To change a page size of an existing database, follow these steps:

1. Back up the database.
2. Restore the database using the PAGE_SIZE option to specify a new page size.

For more detailed information on backing up the database, see the Operations Guide.

Specifying the Default Character Set

DEFAULT CHARACTER SET allows you to optionally set the default character set for the database. The character set determines:

  • What characters can be used in CHAR, VARCHAR, and BLOB text columns.
  • The default collation order that is used in sorting a column.

Choosing a default character set is useful for all databases, even those where international use is not an issue. Choice of character set determines if transliteration among character sets is possible. For example, the following statement creates a database that uses the ISO8859_1 character set, typically used in Europe to support European languages:

CREATE DATABASE 'employee.ib'
 DEFAULT CHARACTER SET 'ISO8859_1';

For a list of the international character sets and collation orders that InterBase supports, see Character Sets and Collation Orders.

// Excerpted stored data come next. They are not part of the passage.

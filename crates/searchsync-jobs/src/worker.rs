//! Queue worker: resumes persisted jobs one step per poll.
//!
//! Each step restores the job from its [`JobState`], runs `setup` and one
//! `process`, then writes the new state back. A failing step leaves the
//! stored state untouched, so the retry replays the same step. Steps are
//! retried up to `max_attempts` times unless the error is final.

use std::sync::Arc;
use std::time::{Duration, Instant};

use searchsync_indexing::SyncContext;
use searchsync_types::Settings;
use tokio_util::sync::CancellationToken;
use tracing::{error, info, warn};

use crate::error::JobError;
use crate::job::{restore_job, Job};
use crate::queue::{JobQueue, QueueStatus};
use crate::registry::{JobRegistry, JobResult};
use crate::state::{JobState, StepReport};

/// Worker polling and retry settings.
#[derive(Debug, Clone)]
pub struct WorkerConfig {
    /// Sleep between polls when the queue is idle
    pub poll_interval: Duration,
    /// Attempts per step before the job is marked failed
    pub max_attempts: u32,
}

impl Default for WorkerConfig {
    fn default() -> Self {
        Self {
            poll_interval: Duration::from_millis(1000),
            max_attempts: 3,
        }
    }
}

impl WorkerConfig {
    pub fn from_settings(settings: &Settings) -> Self {
        Self {
            poll_interval: Duration::from_millis(settings.worker_poll_interval_ms),
            max_attempts: settings.job_max_attempts.max(1),
        }
    }

    pub fn with_poll_interval(mut self, interval: Duration) -> Self {
        self.poll_interval = interval;
        self
    }

    pub fn with_max_attempts(mut self, attempts: u32) -> Self {
        self.max_attempts = attempts.max(1);
        self
    }
}

/// What one worker step did.
#[derive(Debug, Clone, PartialEq)]
pub enum WorkerStep {
    Progressed { job_id: String, report: StepReport },
    Completed { job_id: String, report: StepReport },
    Retrying { job_id: String, attempts: u32, error: String },
    Failed { job_id: String, error: String },
}

impl WorkerStep {
    pub fn job_id(&self) -> &str {
        match self {
            WorkerStep::Progressed { job_id, .. }
            | WorkerStep::Completed { job_id, .. }
            | WorkerStep::Retrying { job_id, .. }
            | WorkerStep::Failed { job_id, .. } => job_id,
        }
    }
}

pub struct QueueWorker {
    ctx: Arc<SyncContext>,
    queue: Arc<dyn JobQueue>,
    registry: Arc<JobRegistry>,
    config: WorkerConfig,
}

impl QueueWorker {
    pub fn new(ctx: Arc<SyncContext>, queue: Arc<dyn JobQueue>) -> Self {
        let config = WorkerConfig::from_settings(ctx.settings());
        Self {
            ctx,
            queue,
            registry: Arc::new(JobRegistry::new()),
            config,
        }
    }

    pub fn with_config(mut self, config: WorkerConfig) -> Self {
        self.config = config;
        self
    }

    pub fn with_registry(mut self, registry: Arc<JobRegistry>) -> Self {
        self.registry = registry;
        self
    }

    pub fn registry(&self) -> &Arc<JobRegistry> {
        &self.registry
    }

    pub fn config(&self) -> &WorkerConfig {
        &self.config
    }

    fn step(&self, state: &JobState) -> Result<(Box<dyn Job>, StepReport), JobError> {
        let mut job = restore_job(self.ctx.clone(), state)?;
        self.registry
            .register(job.id(), &job.title(), state.payload.kind());
        self.registry.record_start(job.id());
        job.setup()?;
        let report = job.process()?;
        Ok((job, report))
    }

    /// Run one step of the oldest queued job. `None` when the queue is idle.
    pub fn run_once(&self) -> Result<Option<WorkerStep>, JobError> {
        let Some(mut queued) = self.queue.next_ready()? else {
            return Ok(None);
        };
        let job_id = queued.id().to_string();
        let started = Instant::now();
        let outcome = self.step(&queued.state);
        let duration_ms = started.elapsed().as_millis() as u64;

        let step = match outcome {
            Ok((job, report)) => {
                queued.state = job.state();
                queued.attempts = 0;
                queued.last_error = None;
                self.registry.record_step(
                    &job_id,
                    job.current_step(),
                    job.total_steps(),
                    JobResult::Success,
                    duration_ms,
                );
                info!(job = %job_id, "{}", report);
                if job.is_complete() {
                    queued.status = QueueStatus::Completed;
                    self.registry.record_complete(&job_id);
                    info!(job = %job_id, steps = job.current_step(), "Job complete");
                    WorkerStep::Completed { job_id, report }
                } else {
                    WorkerStep::Progressed { job_id, report }
                }
            }
            Err(e) => {
                let kind = queued.state.payload.kind();
                self.registry.register(&job_id, kind, kind);
                queued.attempts += 1;
                queued.last_error = Some(e.to_string());
                let header = &queued.state.header;
                let (current, total) = (header.current_step, header.total_steps);

                if e.is_retryable() && queued.attempts < self.config.max_attempts {
                    warn!(
                        job = %job_id,
                        attempt = queued.attempts,
                        max_attempts = self.config.max_attempts,
                        error = %e,
                        "Job step failed, will retry"
                    );
                    self.registry.record_step(
                        &job_id,
                        current,
                        total,
                        JobResult::Retrying(e.to_string()),
                        duration_ms,
                    );
                    WorkerStep::Retrying {
                        job_id,
                        attempts: queued.attempts,
                        error: e.to_string(),
                    }
                } else {
                    error!(job = %job_id, attempts = queued.attempts, error = %e, "Job failed");
                    queued.status = QueueStatus::Failed;
                    self.registry.record_step(
                        &job_id,
                        current,
                        total,
                        JobResult::Failed(e.to_string()),
                        duration_ms,
                    );
                    WorkerStep::Failed {
                        job_id,
                        error: e.to_string(),
                    }
                }
            }
        };

        self.queue.update(queued)?;
        Ok(Some(step))
    }

    /// Step until no job is queued.
    pub fn run_until_idle(&self) -> Result<Vec<WorkerStep>, JobError> {
        let mut steps = Vec::new();
        while let Some(step) = self.run_once()? {
            steps.push(step);
        }
        Ok(steps)
    }

    /// Poll the queue until `shutdown` is cancelled.
    ///
    /// Steps run on the blocking pool; a step in progress always finishes
    /// before the loop observes the cancellation.
    pub async fn run(self: Arc<Self>, shutdown: CancellationToken) -> Result<(), JobError> {
        info!(
            poll_interval_ms = self.config.poll_interval.as_millis() as u64,
            max_attempts = self.config.max_attempts,
            "Queue worker started"
        );
        while !shutdown.is_cancelled() {
            let worker = self.clone();
            let step = tokio::task::spawn_blocking(move || worker.run_once())
                .await
                .map_err(|e| JobError::Queue(format!("worker task failed: {}", e)))??;

            if step.is_none() {
                tokio::select! {
                    _ = shutdown.cancelled() => break,
                    _ = tokio::time::sleep(self.config.poll_interval) => {}
                }
            }
        }
        info!("Queue worker stopped");
        Ok(())
    }
}

#[cfg(test)]
mod tests {
    use super::*;
    use crate::jobs::{ClearIndexJob, IndexJob, ReindexJob};
    use crate::queue::MemoryJobQueue;
    use crate::testing::fixture;
    use searchsync_types::IndexMethod;

    fn worker(f: &crate::testing::Fixture, queue: Arc<MemoryJobQueue>) -> QueueWorker {
        QueueWorker::new(f.ctx.clone(), queue)
            .with_config(WorkerConfig::default().with_poll_interval(Duration::from_millis(10)))
    }

    #[test]
    fn test_config_from_settings() {
        let settings = Settings {
            worker_poll_interval_ms: 250,
            job_max_attempts: 5,
            ..Settings::default()
        };
        let config = WorkerConfig::from_settings(&settings);
        assert_eq!(config.poll_interval, Duration::from_millis(250));
        assert_eq!(config.max_attempts, 5);
    }

    #[test]
    fn test_runs_queued_job_step_by_step() {
        let f = fixture();
        let queue = Arc::new(MemoryJobQueue::new());
        let job = IndexJob::new(f.ctx.clone(), f.pages(20), IndexMethod::Add).unwrap();
        let id = queue.enqueue(job.state()).unwrap();

        let worker = worker(&f, queue.clone());
        let first = worker.run_once().unwrap().unwrap();
        assert!(matches!(first, WorkerStep::Progressed { .. }));
        let stored = queue.get(&id).unwrap().unwrap();
        assert_eq!(stored.state.header.current_step, 1);

        let steps = worker.run_until_idle().unwrap();
        assert_eq!(steps.len(), 3);
        assert!(matches!(steps.last(), Some(WorkerStep::Completed { .. })));
        assert_eq!(queue.get(&id).unwrap().unwrap().status, QueueStatus::Completed);
        assert_eq!(f.indexed(), 20);

        let status = worker.registry().get_status(&id).unwrap();
        assert!(status.is_complete);
        assert_eq!(status.current_step, 4);
    }

    #[test]
    fn test_retries_failed_step() {
        let f = fixture();
        let queue = Arc::new(MemoryJobQueue::new());
        let job = IndexJob::new(f.ctx.clone(), f.pages(4), IndexMethod::Add).unwrap();
        let id = queue.enqueue(job.state()).unwrap();
        f.backend.fail_next(1);

        let worker = worker(&f, queue.clone());
        let steps = worker.run_until_idle().unwrap();
        assert!(matches!(steps[0], WorkerStep::Retrying { attempts: 1, .. }));
        assert!(matches!(steps[1], WorkerStep::Completed { .. }));

        let stored = queue.get(&id).unwrap().unwrap();
        assert_eq!(stored.attempts, 0);
        assert!(stored.last_error.is_none());
        assert_eq!(f.indexed(), 4);
    }

    #[test]
    fn test_fails_after_max_attempts() {
        let f = fixture();
        let queue = Arc::new(MemoryJobQueue::new());
        let job = IndexJob::new(f.ctx.clone(), f.pages(4), IndexMethod::Add).unwrap();
        let id = queue.enqueue(job.state()).unwrap();
        f.backend.fail_next(10);

        let worker = worker(&f, queue.clone());
        let steps = worker.run_until_idle().unwrap();
        assert_eq!(steps.len(), 3);
        assert!(matches!(steps[2], WorkerStep::Failed { .. }));

        let stored = queue.get(&id).unwrap().unwrap();
        assert_eq!(stored.status, QueueStatus::Failed);
        assert_eq!(stored.attempts, 3);
        assert_eq!(stored.state.header.current_step, 0);
        assert!(worker.registry().get_status(&id).unwrap().is_failed());
    }

    #[test]
    fn test_final_errors_are_not_retried() {
        let f = fixture();
        let queue = Arc::new(MemoryJobQueue::new());
        let job = ReindexJob::new(f.ctx.clone()).with_classes(vec!["Nope".into()]);
        let id = queue.enqueue(job.state()).unwrap();

        let steps = worker(&f, queue.clone()).run_until_idle().unwrap();
        assert_eq!(steps.len(), 1);
        assert!(matches!(&steps[0], WorkerStep::Failed { error, .. } if error.contains("Nope")));
        assert_eq!(queue.get(&id).unwrap().unwrap().attempts, 1);
    }

    #[tokio::test]
    async fn test_run_until_cancelled() {
        let f = fixture();
        let queue = Arc::new(MemoryJobQueue::new());
        let mut add = IndexJob::new(f.ctx.clone(), f.pages(12), IndexMethod::Add).unwrap();
        crate::runner::SyncRunner::new().run(&mut add).unwrap();
        let id = queue
            .enqueue(ClearIndexJob::new(f.ctx.clone(), "main").state())
            .unwrap();

        let worker = Arc::new(worker(&f, queue.clone()));
        let shutdown = CancellationToken::new();
        let handle = tokio::spawn(worker.clone().run(shutdown.clone()));

        for _ in 0..200 {
            if queue.get(&id).unwrap().unwrap().status == QueueStatus::Completed {
                break;
            }
            tokio::time::sleep(Duration::from_millis(10)).await;
        }
        shutdown.cancel();
        handle.await.unwrap().unwrap();

        assert_eq!(queue.get(&id).unwrap().unwrap().status, QueueStatus::Completed);
        assert_eq!(f.indexed(), 0);
    }
}
//! searchsync command-line tool.
//!
//! # Modules
//!
//! - `cli`: Command-line argument parsing with clap
//! - `commands`: Command implementations

pub mod cli;
pub mod commands;

pub use cli::{Cli, Commands};
pub use commands::{init_logging, load_settings, run, DryRun};
//! searchsync
//!
//! # Usage
//!
//! ```bash
//! searchsync --indexes indexes.toml check-config
//! searchsync --indexes indexes.toml --data fixture.json indexes --class Page
//! searchsync --indexes indexes.toml schema
//! searchsync --indexes indexes.toml --data fixture.json reindex --dump
//! searchsync --indexes indexes.toml --data fixture.json clear main
//! ```
//!
//! # Configuration
//!
//! Configuration is loaded in order (later sources override earlier):
//! 1. Built-in defaults
//! 2. Config file (~/.config/searchsync/config.toml)
//! 3. Environment variables (SEARCHSYNC_*)
//! 4. CLI flags

use anyhow::Result;
use clap::Parser;

use searchsync_cli::{init_logging, load_settings, run, Cli};

fn main() -> Result<()> {
    let cli = Cli::parse();
    let settings = load_settings(&cli)?;
    init_logging(&settings.log_level)?;

    let stdout = std::io::stdout();
    let mut out = stdout.lock();
    run(cli, settings, &mut out)
}
//! Lifecycle hooks.
//!
//! Hooks observe and veto indexing without being part of a document type:
//! they are registered once on the [`SyncContext`](crate::SyncContext) and
//! called for every document the indexer touches.

use std::sync::Arc;

use crate::document::{DocHandle, Document};
use crate::error::IndexingError;

/// Synchronous callbacks around indexing. All methods default to no-ops.
pub trait LifecycleHook: Send + Sync {
    fn before_add(&self, _document: &dyn Document) -> Result<(), IndexingError> {
        Ok(())
    }

    fn after_add(&self, _document: &dyn Document) -> Result<(), IndexingError> {
        Ok(())
    }

    fn before_remove(&self, _document: &dyn Document) -> Result<(), IndexingError> {
        Ok(())
    }

    fn after_remove(&self, _document: &dyn Document) -> Result<(), IndexingError> {
        Ok(())
    }

    /// Veto indexing of a document. Checked last in `should_index`.
    fn can_index(&self, _document: &dyn Document) -> bool {
        true
    }

    /// Adjust the computed dependents of a document.
    fn update_dependent_documents(&self, _document: &dyn Document, _dependents: &mut Vec<DocHandle>) {}
}

/// Ordered set of registered hooks.
#[derive(Default, Clone)]
pub struct Hooks {
    hooks: Vec<Arc<dyn LifecycleHook>>,
}

impl Hooks {
    pub fn new() -> Self {
        Self::default()
    }

    pub fn register(&mut self, hook: Arc<dyn LifecycleHook>) {
        self.hooks.push(hook);
    }

    pub fn len(&self) -> usize {
        self.hooks.len()
    }

    pub fn is_empty(&self) -> bool {
        self.hooks.is_empty()
    }

    pub fn before_add(&self, document: &dyn Document) -> Result<(), IndexingError> {
        self.hooks.iter().try_for_each(|h| h.before_add(document))
    }

    pub fn after_add(&self, document: &dyn Document) -> Result<(), IndexingError> {
        self.hooks.iter().try_for_each(|h| h.after_add(document))
    }

    pub fn before_remove(&self, document: &dyn Document) -> Result<(), IndexingError> {
        self.hooks.iter().try_for_each(|h| h.before_remove(document))
    }

    pub fn after_remove(&self, document: &dyn Document) -> Result<(), IndexingError> {
        self.hooks.iter().try_for_each(|h| h.after_remove(document))
    }

    pub fn can_index(&self, document: &dyn Document) -> bool {
        self.hooks.iter().all(|h| h.can_index(document))
    }

    pub fn update_dependent_documents(&self, document: &dyn Document, dependents: &mut Vec<DocHandle>) {
        for hook in &self.hooks {
            hook.update_dependent_documents(document, dependents);
        }
    }
}

#[cfg(test)]
mod tests {
    use super::*;
    use crate::document::{DocumentRef, Identifiable, Indexable, Serializable};
    use searchsync_types::WireDocument;
    use std::sync::atomic::{AtomicUsize, Ordering};

    #[derive(Debug)]
    struct Plain(&'static str);

    impl Identifiable for Plain {
        fn identifier(&self) -> String {
            self.0.to_string()
        }
        fn source_class(&self) -> &str {
            "Page"
        }
    }

    impl Indexable for Plain {
        fn should_index(&self) -> bool {
            true
        }
        fn to_array(&self) -> Result<WireDocument, IndexingError> {
            Ok(WireDocument::new())
        }
    }

    impl Serializable for Plain {
        fn to_ref(&self) -> DocumentRef {
            DocumentRef::new("Page", 1)
        }
    }

    impl Document for Plain {}

    #[derive(Default)]
    struct Counting {
        adds: AtomicUsize,
    }

    impl LifecycleHook for Counting {
        fn before_add(&self, _document: &dyn Document) -> Result<(), IndexingError> {
            self.adds.fetch_add(1, Ordering::SeqCst);
            Ok(())
        }
    }

    struct VetoDrafts;

    impl LifecycleHook for VetoDrafts {
        fn can_index(&self, document: &dyn Document) -> bool {
            !document.identifier().starts_with("draft")
        }

        fn after_remove(&self, _document: &dyn Document) -> Result<(), IndexingError> {
            Err(IndexingError::Hook("audit log unavailable".into()))
        }
    }

    #[test]
    fn test_hooks_run_in_order_and_veto() {
        let counting = Arc::new(Counting::default());
        let mut hooks = Hooks::new();
        hooks.register(counting.clone());
        hooks.register(Arc::new(VetoDrafts));

        hooks.before_add(&Plain("page_1")).unwrap();
        hooks.before_add(&Plain("page_2")).unwrap();
        assert_eq!(counting.adds.load(Ordering::SeqCst), 2);

        assert!(hooks.can_index(&Plain("page_1")));
        assert!(!hooks.can_index(&Plain("draft_1")));
    }

    #[test]
    fn test_hook_errors_propagate() {
        let mut hooks = Hooks::new();
        hooks.register(Arc::new(VetoDrafts));
        let err = hooks.after_remove(&Plain("page_1")).unwrap_err();
        assert_eq!(err.to_string(), "Hook error: audit log unavailable");
    }
}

When there is No Default Character Set

If you do not specify a default character set, the character set defaults to NONE. Using CHARACTER SET NONE means that there is no character set assumption for columns; data is stored and retrieved just as you originally entered it. You can load any character set into a column defined with NONE, but you cannot load that same data into another column that has been defined with a different character set. No transliteration will be performed between the source and destination character sets, so in most cases, errors will occur during the attempted assignment.

For example:

CREATE TABLE MYDATA (PART_NUMBER CHARACTER(30) CHARACTER SET NONE);
SET NAMES LATIN1;
INSERT INTO MYDATA (PART_NUMBER) VALUES ('à');
SET NAMES DOS437;
SELECT * FROM MYDATA;

The data (“à”) is returned just as it was entered, without the à being transliterated from the input character (LATIN1) to the output character (DOS437). If the column had been set to anything other than NONE, the transliteration would have occurred.